En el ámbito escolar, existen innumerables privilegios que a cualquier estudiante le fascinaría recibir, tales como disfrutar de tiempo libre en la clase de educación física o sustituir una lección convencional por una función cinematográfica. No obstante, en la Iraq de la década de los noventa, la distinción más grande que podía recaer sobre un infante era, en realidad, una sentencia encubierta, dado que el incumplimiento de esta responsabilidad conllevaba penas de cárcel o, en el peor de los casos, la muerte. Esta impactante premisa no es ficción, sino una historia verídica que llega a las carteleras este viernes bajo el título La tarta del presidente.

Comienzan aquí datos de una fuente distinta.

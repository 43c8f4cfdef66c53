//! Challenge pacing.
//!
//! The scheduler is a one-shot deadline, not a repeating interval: it is
//! armed when challenging may proceed and disarmed while a challenge is
//! outstanding. A slow prover therefore never has two challenges queued.

use std::time::Duration;

use tokio::time::Instant;

/// One-shot challenge timer.
#[derive(Debug)]
pub struct ChallengeScheduler {
    interval: Duration,
    deadline: Option<Instant>,
}

impl ChallengeScheduler {
    pub fn new(interval: Duration) -> Self {
        Self {
            interval,
            deadline: None,
        }
    }

    #[must_use]
    pub fn interval(&self) -> Duration {
        self.interval
    }

    #[must_use]
    pub fn is_armed(&self) -> bool {
        self.deadline.is_some()
    }

    /// Fire one interval from now. Re-arming restarts the interval.
    pub fn arm(&mut self) {
        self.deadline = Some(Instant::now() + self.interval);
    }

    /// Cancel any pending fire. Idempotent.
    pub fn disarm(&mut self) {
        self.deadline = None;
    }

    /// Arm if `wanted` and not already armed; disarm if not `wanted`.
    ///
    /// An already running countdown is left alone so repeated calls do not
    /// push the fire time back.
    pub fn sync(&mut self, wanted: bool) {
        match (wanted, self.is_armed()) {
            (true, false) => self.arm(),
            (false, true) => self.disarm(),
            _ => {}
        }
    }

    /// Resolve when the deadline passes; pend forever while disarmed.
    ///
    /// Does not consume the deadline. Callers disarm after handling the fire.
    /// Cancel-safe.
    pub async fn fired(&self) {
        match self.deadline {
            Some(deadline) => tokio::time::sleep_until(deadline).await,
            None => std::future::pending().await,
        }
    }
}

El cineasta Hasan Hadi, quien funge como guionista y director de la obra, es uno de los tantos ciudadanos que vivieron bajo la sombra del régimen de Sadam. Hadi relata cómo la dinámica escolar se transformaba en un sorteo de supervivencia:
“Todos los años, nuestro profesor entraba en clase con un cuenco y nos pedía que pusiéramos nuestros nombres en él. Después lo echaba a suertes y el alumno elegido tenía que prepararla tarta de cumpleaños del presidente. Luego se elegía a otros alumnos para que se ocuparan de la fruta, la decoración, los productos de limpieza, las flores…”
El director recuerda que, en una ocasión, él fue el designado para encargarse de los arreglos florales. “Creo que aún conservo una foto mía con el ramo en la mano y recuerdo el alivio de mi familia: solo tenía que encontrar las flores”, comentó Hadi, subrayando que en un entorno de sanciones internacionales y corrupción generalizada, la lotería podía evitarse mediante favores personales a los docentes, como cortarle el cabello o reparar su bicicleta. Sin esos recursos, las probabilidades de sobrevivir al encargo disminuían drásticamente.

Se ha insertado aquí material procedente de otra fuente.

//! Hash-chain construction.
//!
//! A chain of length `n` is derived from a secret seed by repeated SHA-256:
//!
//! ```text
//! h1 = SHA256(seed)
//! hi = SHA256(hex(h(i-1)))      for i in 2..=n
//! ```
//!
//! The upper-case hex text of a link is both the input to the next hash and
//! the form that travels on the wire.
//!
//! # Security
//!
//! - Seeds are zeroized on drop and never printed
//! - Link comparisons use constant-time equality
//! - `HashChain` has no `Debug` output for unrevealed links

use std::fmt;

use rand::RngCore;
use serde::{Deserialize, Deserializer, Serialize, Serializer};
use sha2::{Digest, Sha256};
use subtle::ConstantTimeEq;
use zeroize::{Zeroize, ZeroizeOnDrop};

use crate::error::ChainError;

/// Size of a SHA-256 digest in bytes.
pub const DIGEST_LEN: usize = 32;

/// Length of the hex text form of a digest.
pub const HEX_LEN: usize = DIGEST_LEN * 2;

/// Number of random bytes drawn for a fresh seed.
pub const DEFAULT_SEED_SIZE: usize = 32;

/// One link of a hash chain (a SHA-256 digest).
///
/// # Security
///
/// Comparisons use constant-time equality. The Hash derive is kept alongside
/// the manual PartialEq since hashing does not need to be constant-time.
#[derive(Clone, Copy, Eq, Hash)]
#[allow(clippy::derived_hash_with_manual_eq)]
pub struct ChainHash([u8; DIGEST_LEN]);

impl ChainHash {
    /// Hash arbitrary bytes.
    #[must_use]
    pub fn of(input: &[u8]) -> Self {
        let digest = Sha256::digest(input);
        let mut out = [0u8; DIGEST_LEN];
        out.copy_from_slice(&digest);
        Self(out)
    }

    /// The next link: `H(hex(self))`.
    ///
    /// For a revealed OTP `h(i-1)` this yields `h(i)`, the value the verifier
    /// accepted one step earlier.
    #[must_use]
    pub fn successor(&self) -> Self {
        Self::of(self.to_hex().as_bytes())
    }

    /// Wrap raw digest bytes.
    #[must_use]
    pub fn from_bytes(bytes: [u8; DIGEST_LEN]) -> Self {
        Self(bytes)
    }

    /// Raw digest bytes.
    #[must_use]
    pub fn as_bytes(&self) -> &[u8; DIGEST_LEN] {
        &self.0
    }

    /// Upper-case hex text (64 characters).
    #[must_use]
    pub fn to_hex(&self) -> String {
        hex::encode_upper(self.0)
    }

    /// Parse hex text in either case.
    ///
    /// # Errors
    ///
    /// Returns `ChainError::MalformedHash` unless the input is exactly 64 hex
    /// characters.
    pub fn from_hex(text: &str) -> Result<Self, ChainError> {
        if text.len() != HEX_LEN {
            return Err(ChainError::MalformedHash);
        }
        let mut out = [0u8; DIGEST_LEN];
        hex::decode_to_slice(text, &mut out).map_err(|_| ChainError::MalformedHash)?;
        Ok(Self(out))
    }
}

impl PartialEq for ChainHash {
    fn eq(&self, other: &Self) -> bool {
        self.0.ct_eq(&other.0).into()
    }
}

impl fmt::Display for ChainHash {
    fn fmt(&self, f: &mut fmt::Formatter<'_>) -> fmt::Result {
        f.write_str(&self.to_hex())
    }
}

impl fmt::Debug for ChainHash {
    fn fmt(&self, f: &mut fmt::Formatter<'_>) -> fmt::Result {
        write!(f, "ChainHash({}...)", &self.to_hex()[..8])
    }
}

impl Serialize for ChainHash {
    fn serialize<S: Serializer>(&self, serializer: S) -> Result<S::Ok, S::Error> {
        serializer.serialize_str(&self.to_hex())
    }
}

impl<'de> Deserialize<'de> for ChainHash {
    fn deserialize<D: Deserializer<'de>>(deserializer: D) -> Result<Self, D::Error> {
        let text = String::deserialize(deserializer)?;
        Self::from_hex(&text).map_err(serde::de::Error::custom)
    }
}

/// The secret chain origin (`h0`).
///
/// Held as text: generated seeds are upper-case hex of random bytes, and the
/// first link is the hash of that text.
///
/// # Security
///
/// - Zeroized on drop
/// - No `Debug`/`Display` output of the contents
#[derive(Clone, Zeroize, ZeroizeOnDrop)]
pub struct Seed(String);

impl Seed {
    /// Draw `size` bytes from the OS CSPRNG and hex-encode them.
    ///
    /// # Errors
    ///
    /// Returns `ChainError::EmptySeed` if `size` is zero.
    pub fn generate(size: usize) -> Result<Self, ChainError> {
        if size == 0 {
            return Err(ChainError::EmptySeed);
        }
        let mut bytes = vec![0u8; size];
        rand::rngs::OsRng.fill_bytes(&mut bytes);
        let seed = Self(hex::encode_upper(&bytes));
        bytes.zeroize();
        Ok(seed)
    }

    /// Use caller-provided text as the seed.
    #[must_use]
    pub fn from_text(text: impl Into<String>) -> Self {
        Self(text.into())
    }

    /// The seed text as bytes (the input to `h1`).
    #[must_use]
    pub fn as_bytes(&self) -> &[u8] {
        self.0.as_bytes()
    }

    #[must_use]
    pub fn is_empty(&self) -> bool {
        self.0.is_empty()
    }
}

impl fmt::Debug for Seed {
    fn fmt(&self, f: &mut fmt::Formatter<'_>) -> fmt::Result {
        f.write_str("Seed([redacted])")
    }
}

/// Generate a fresh random seed of `size` bytes.
///
/// This is the only randomness source in the protocol.
///
/// # Errors
///
/// Returns `ChainError::EmptySeed` if `size` is zero.
pub fn generate_seed(size: usize) -> Result<Seed, ChainError> {
    Seed::generate(size)
}

/// An immutable hash chain `[h1 .. hn]`.
#[derive(Clone, PartialEq, Eq)]
pub struct HashChain {
    links: Vec<ChainHash>,
}

impl HashChain {
    /// Build a chain of `len` links from `seed`.
    ///
    /// # Errors
    ///
    /// - `ChainError::InvalidLength` if `len` is zero
    /// - `ChainError::EmptySeed` if the seed has no content
    pub fn build(seed: &Seed, len: u32) -> Result<Self, ChainError> {
        if len < 1 {
            return Err(ChainError::InvalidLength { len });
        }
        if seed.is_empty() {
            return Err(ChainError::EmptySeed);
        }

        let mut links = Vec::with_capacity(len as usize);
        let mut current = ChainHash::of(seed.as_bytes());
        links.push(current);
        for _ in 1..len {
            current = current.successor();
            links.push(current);
        }

        Ok(Self { links })
    }

    /// Number of links (`n`).
    #[must_use]
    pub fn len(&self) -> u32 {
        self.links.len() as u32
    }

    /// Always false: a chain has at least one link.
    #[must_use]
    pub fn is_empty(&self) -> bool {
        self.links.is_empty()
    }

    /// Link at 0-based `index` (`h(index + 1)`).
    #[must_use]
    pub fn get(&self, index: usize) -> Option<&ChainHash> {
        self.links.get(index)
    }

    /// The last link `hn`, used as the commitment.
    #[must_use]
    pub fn tail(&self) -> &ChainHash {
        &self.links[self.links.len() - 1]
    }

    /// All links in order `h1 .. hn`.
    #[must_use]
    pub fn links(&self) -> &[ChainHash] {
        &self.links
    }
}

impl fmt::Debug for HashChain {
    fn fmt(&self, f: &mut fmt::Formatter<'_>) -> fmt::Result {
        f.debug_struct("HashChain")
            .field("len", &self.links.len())
            .field("tail", self.tail())
            .finish()
    }
}

/// Build a chain of `len` links from `seed`.
///
/// # Errors
///
/// See [`HashChain::build`].
pub fn build_chain(seed: &Seed, len: u32) -> Result<HashChain, ChainError> {
    HashChain::build(seed, len)
}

El complejo proceso de selección y realismo
Dentro de la narrativa de La tarta del presidente, la niña protagonista que debe enfrentar el reto de elaborar el pastel es Lamia Ahmed Nayyef, interpretada por la joven Baneen Ahmad Nayyef. Aunque inicialmente muestra un ligero entusiasmo, el personaje pronto comprende la gravedad de la situación. Para garantizar la máxima autenticidad, Hasan Hadi optó por trabajar con un elenco de actores no profesionales, aunque el proceso de búsqueda fue extremadamente arduo debido a las barreras sociales en el país árabe.
Según palabras del propio director:
“Es muy difícil encontrar chicas o mujeres que acepten ser grabadas. Todavía no está socialmente aceptado que actúen en una película, sobre todo en los barrios más pobres. La mentalidad va cambiando, pero sigue siendo problemático. Durante mucho tiempo, no tuvimos ni una sola pista seria para encontrar a la intérprete de Lamia. No exagero cuand odigo que entrevistamos a cientos, si no a miles de niñas y visitamos docenas de escuelas y pueblos en vano. Entonces, una mañana, un ayudante de producción me envió un vídeo de un minuto de una niña presentándose. Enseguida supe que era ella. Y me encantó descubrir que Baneen procedía realmente de las marismas, como su personaje, y que su familia se había mudado a Bagdad”
Reconocimiento internacional y visión artística
La producción tuvo su lanzamiento oficial en la edición más reciente del Festival de Cannes, donde fue galardonada con la prestigiosa Cámara de Oro a la mejor ópera prima. Desde ese hito, la película ha cosechado una serie de reconocimientos y críticas positivas hasta su llegada a las salas comerciales. Pese al éxito, Hasan Hadi mantiene una postura humilde y prefiere distanciarse de las interpretaciones netamente militantes de su trabajo cinematográfico.
El director enfatiza que su prioridad es la conexión emocional más que el activismo político:
«No me interesan las películas con mensaje ni las obras militantes que plantean un punto de vista político. Aunque es muy tentador y el tema podría dar lugar fácilmente a una película políticamente comprometida, no es lo que hago ni lo que intento hacer. Lo importante para mí es revelar emociones humanas auténticas, luchas íntimas, vínculos entre personas, historias de la vida real. Para esta película intenté evitar cualquier declaración abiertamente política. Mi objetivo era mostrar personajes y un periodo de la historia iraquí que nunca antes se habían representado en pantalla»
Esta visión humana de la historia de Iraq marca el inicio de una carrera prometedora para Hadi tras este aclamado debut cinematográfico.